== Assigned task ==
Would you set down every entry again, exactly as written?

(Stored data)

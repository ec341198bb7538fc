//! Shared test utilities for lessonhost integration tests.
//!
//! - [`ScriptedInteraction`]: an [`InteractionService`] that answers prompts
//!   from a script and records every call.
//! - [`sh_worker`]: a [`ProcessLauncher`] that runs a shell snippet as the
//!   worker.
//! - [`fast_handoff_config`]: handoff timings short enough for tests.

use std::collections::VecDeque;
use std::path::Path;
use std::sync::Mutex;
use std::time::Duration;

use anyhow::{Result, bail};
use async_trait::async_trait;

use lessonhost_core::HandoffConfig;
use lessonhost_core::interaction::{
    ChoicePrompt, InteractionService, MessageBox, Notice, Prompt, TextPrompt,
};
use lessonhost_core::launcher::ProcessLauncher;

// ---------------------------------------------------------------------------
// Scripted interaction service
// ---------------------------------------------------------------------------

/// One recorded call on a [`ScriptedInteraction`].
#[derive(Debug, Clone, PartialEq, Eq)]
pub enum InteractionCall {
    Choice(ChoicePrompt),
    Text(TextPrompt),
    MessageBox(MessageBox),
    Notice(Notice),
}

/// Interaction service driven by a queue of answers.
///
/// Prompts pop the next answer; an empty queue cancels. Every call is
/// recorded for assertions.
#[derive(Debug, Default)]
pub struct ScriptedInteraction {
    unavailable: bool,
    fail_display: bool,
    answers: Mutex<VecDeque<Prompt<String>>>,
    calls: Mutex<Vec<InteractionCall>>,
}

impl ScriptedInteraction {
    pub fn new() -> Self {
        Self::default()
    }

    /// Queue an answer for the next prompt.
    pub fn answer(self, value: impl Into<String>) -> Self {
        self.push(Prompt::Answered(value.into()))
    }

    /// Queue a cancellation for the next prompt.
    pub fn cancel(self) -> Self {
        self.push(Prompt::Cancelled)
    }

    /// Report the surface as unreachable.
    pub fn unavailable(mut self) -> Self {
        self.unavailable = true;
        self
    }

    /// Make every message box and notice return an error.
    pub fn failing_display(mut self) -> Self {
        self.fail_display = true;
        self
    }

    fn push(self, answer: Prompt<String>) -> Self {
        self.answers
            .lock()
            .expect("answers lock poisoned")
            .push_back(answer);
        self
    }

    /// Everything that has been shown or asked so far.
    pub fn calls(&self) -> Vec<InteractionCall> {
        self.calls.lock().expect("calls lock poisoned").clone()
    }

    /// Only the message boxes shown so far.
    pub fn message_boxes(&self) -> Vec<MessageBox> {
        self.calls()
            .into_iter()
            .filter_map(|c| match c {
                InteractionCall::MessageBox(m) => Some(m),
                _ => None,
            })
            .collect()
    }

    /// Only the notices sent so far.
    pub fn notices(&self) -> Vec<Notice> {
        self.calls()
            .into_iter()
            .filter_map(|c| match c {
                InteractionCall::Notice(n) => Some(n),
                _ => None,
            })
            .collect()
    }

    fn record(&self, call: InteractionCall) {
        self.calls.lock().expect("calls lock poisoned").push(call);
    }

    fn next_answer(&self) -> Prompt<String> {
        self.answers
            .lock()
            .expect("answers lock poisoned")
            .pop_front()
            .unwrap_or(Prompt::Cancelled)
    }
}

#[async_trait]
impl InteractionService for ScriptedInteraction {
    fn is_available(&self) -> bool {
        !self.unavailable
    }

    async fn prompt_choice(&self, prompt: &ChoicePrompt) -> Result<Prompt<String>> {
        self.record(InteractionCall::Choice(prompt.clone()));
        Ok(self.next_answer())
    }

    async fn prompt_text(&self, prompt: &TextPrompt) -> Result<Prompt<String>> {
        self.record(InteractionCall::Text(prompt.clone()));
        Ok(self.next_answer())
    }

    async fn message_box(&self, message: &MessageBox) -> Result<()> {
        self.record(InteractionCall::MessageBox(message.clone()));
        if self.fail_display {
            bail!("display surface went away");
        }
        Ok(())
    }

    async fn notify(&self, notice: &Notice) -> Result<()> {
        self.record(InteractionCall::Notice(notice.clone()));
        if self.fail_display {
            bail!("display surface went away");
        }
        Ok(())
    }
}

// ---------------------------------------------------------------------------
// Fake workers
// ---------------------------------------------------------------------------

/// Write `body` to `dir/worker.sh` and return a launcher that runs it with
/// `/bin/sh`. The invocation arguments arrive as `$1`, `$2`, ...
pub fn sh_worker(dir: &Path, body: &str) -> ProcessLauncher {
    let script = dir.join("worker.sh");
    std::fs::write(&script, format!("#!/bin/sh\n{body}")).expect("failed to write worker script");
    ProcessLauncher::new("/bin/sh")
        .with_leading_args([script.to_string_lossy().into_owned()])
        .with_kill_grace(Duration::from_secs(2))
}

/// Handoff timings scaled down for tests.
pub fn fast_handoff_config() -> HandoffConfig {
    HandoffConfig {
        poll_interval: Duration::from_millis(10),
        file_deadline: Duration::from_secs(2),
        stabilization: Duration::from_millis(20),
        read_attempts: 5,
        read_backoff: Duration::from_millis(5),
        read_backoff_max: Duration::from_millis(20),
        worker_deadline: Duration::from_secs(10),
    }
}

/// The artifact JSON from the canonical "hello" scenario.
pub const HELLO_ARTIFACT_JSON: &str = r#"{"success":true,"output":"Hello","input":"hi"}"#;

== Response box ==
repository ec341198bb7538fc
//! Shared test utilities for lessonhost integration tests.
//!
//! - [`ScriptedInteraction`]: an [`InteractionService`] that answers prompts
//!   from a script and records every call.
//! - [`sh_worker`]: a [`ProcessLauncher`] that runs a shell snippet as the
//!   worker.
//! - [`fast_handoff_config`]: handoff timings short enough for tests.

use std::collections::VecDeque;
use std::path::Path;
use std::sync::Mutex;
use std::time::Duration;

use anyhow::{Result, bail};
use async_trait::async_trait;

use lessonhost_core::HandoffConfig;
use lessonhost_core::interaction::{
    ChoicePrompt, InteractionService, MessageBox, Notice, Prompt, TextPrompt,
};
use lessonhost_core::launcher::ProcessLauncher;

// ---------------------------------------------------------------------------
// Scripted interaction service
// ---------------------------------------------------------------------------

/// One recorded call on a [`ScriptedInteraction`].
#[derive(Debug, Clone, PartialEq, Eq)]
pub enum InteractionCall {
    Choice(ChoicePrompt),
    Text(TextPrompt),
    MessageBox(MessageBox),
    Notice(Notice),
}

/// Interaction service driven by a queue of answers.
///
/// Prompts pop the next answer; an empty queue cancels. Every call is
/// recorded for assertions.
#[derive(Debug, Default)]
pub struct ScriptedInteraction {
    unavailable: bool,
    fail_display: bool,
    answers: Mutex<VecDeque<Prompt<String>>>,
    calls: Mutex<Vec<InteractionCall>>,
}

impl ScriptedInteraction {
    pub fn new() -> Self {
        Self::default()
    }

    /// Queue an answer for the next prompt.
    pub fn answer(self, value: impl Into<String>) -> Self {
        self.push(Prompt::Answered(value.into()))
    }

    /// Queue a cancellation for the next prompt.
    pub fn cancel(self) -> Self {
        self.push(Prompt::Cancelled)
    }

    /// Report the surface as unreachable.
    pub fn unavailable(mut self) -> Self {
        self.unavailable = true;
        self
    }

    /// Make every message box and notice return an error.
    pub fn failing_display(mut self) -> Self {
        self.fail_display = true;
        self
    }

    fn push(self, answer: Prompt<String>) -> Self {
        self.answers
            .lock()
            .expect("answers lock poisoned")
            .push_back(answer);
        self
    }

    /// Everything that has been shown or asked so far.
    pub fn calls(&self) -> Vec<InteractionCall> {
        self.calls.lock().expect("calls lock poisoned").clone()
    }

    /// Only the message boxes shown so far.
    pub fn message_boxes(&self) -> Vec<MessageBox> {
        self.calls()
            .into_iter()
            .filter_map(|c| match c {
                InteractionCall::MessageBox(m) => Some(m),
                _ => None,
            })
            .collect()
    }

    /// Only the notices sent so far.
    pub fn notices(&self) -> Vec<Notice> {
        self.calls()
            .into_iter()
            .filter_map(|c| match c {
                InteractionCall::Notice(n) => Some(n),
                _ => None,
            })
            .collect()
    }

    fn record(&self, call: InteractionCall) {
        self.calls.lock().expect("calls lock poisoned").push(call);
    }

    fn next_answer(&self) -> Prompt<String> {
        self.answers
            .lock()
            .expect("answers lock poisoned")
            .pop_front()
            .unwrap_or(Prompt::Cancelled)
    }
}

#[async_trait]
impl InteractionService for ScriptedInteraction {
    fn is_available(&self) -> bool {
        !self.unavailable
    }

    async fn prompt_choice(&self, prompt: &ChoicePrompt) -> Result<Prompt<String>> {
        self.record(InteractionCall::Choice(prompt.clone()));
        Ok(self.next_answer())
    }

    async fn prompt_text(&self, prompt: &TextPrompt) -> Result<Prompt<String>> {
        self.record(InteractionCall::Text(prompt.clone()));
        Ok(self.next_answer())
    }

    async fn message_box(&self, message: &MessageBox) -> Result<()> {
        self.record(InteractionCall::MessageBox(message.clone()));
        if self.fail_display {
            bail!("display surface went away");
        }
        Ok(())
    }

    async fn notify(&self, notice: &Notice) -> Result<()> {
        self.record(InteractionCall::Notice(notice.clone()));
        if self.fail_display {
            bail!("display surface went away");
        }
        Ok(())
    }
}

// ---------------------------------------------------------------------------
// Fake workers
// ---------------------------------------------------------------------------

/// Write `body` to `dir/worker.sh` and return a launcher that runs it with
/// `/bin/sh`. The invocation arguments arrive as `$1`, `$2`, ...
pub fn sh_worker(dir: &Path, body: &str) -> ProcessLauncher {
    let script = dir.join("worker.sh");
    std::fs::write(&script, format!("#!/bin/sh\n{body}")).expect("failed to write worker script");
    ProcessLauncher::new("/bin/sh")
        .with_leading_args([script.to_string_lossy().into_owned()])
        .with_kill_grace(Duration::from_secs(2))
}

/// Handoff timings scaled down for tests.
pub fn fast_handoff_config() -> HandoffConfig {
    HandoffConfig {
        poll_interval: Duration::from_millis(10),
        file_deadline: Duration::from_secs(2),
        stabilization: Duration::from_millis(20),
        read_attempts: 5,
        read_backoff: Duration::from_millis(5),
        read_backoff_max: Duration::from_millis(20),
        worker_deadline: Duration::from_secs(10),
    }
}

/// The artifact JSON from the canonical "hello" scenario.
pub const HELLO_ARTIFACT_JSON: &str = r#"{"success":true,"output":"Hello","input":"hi"}"#;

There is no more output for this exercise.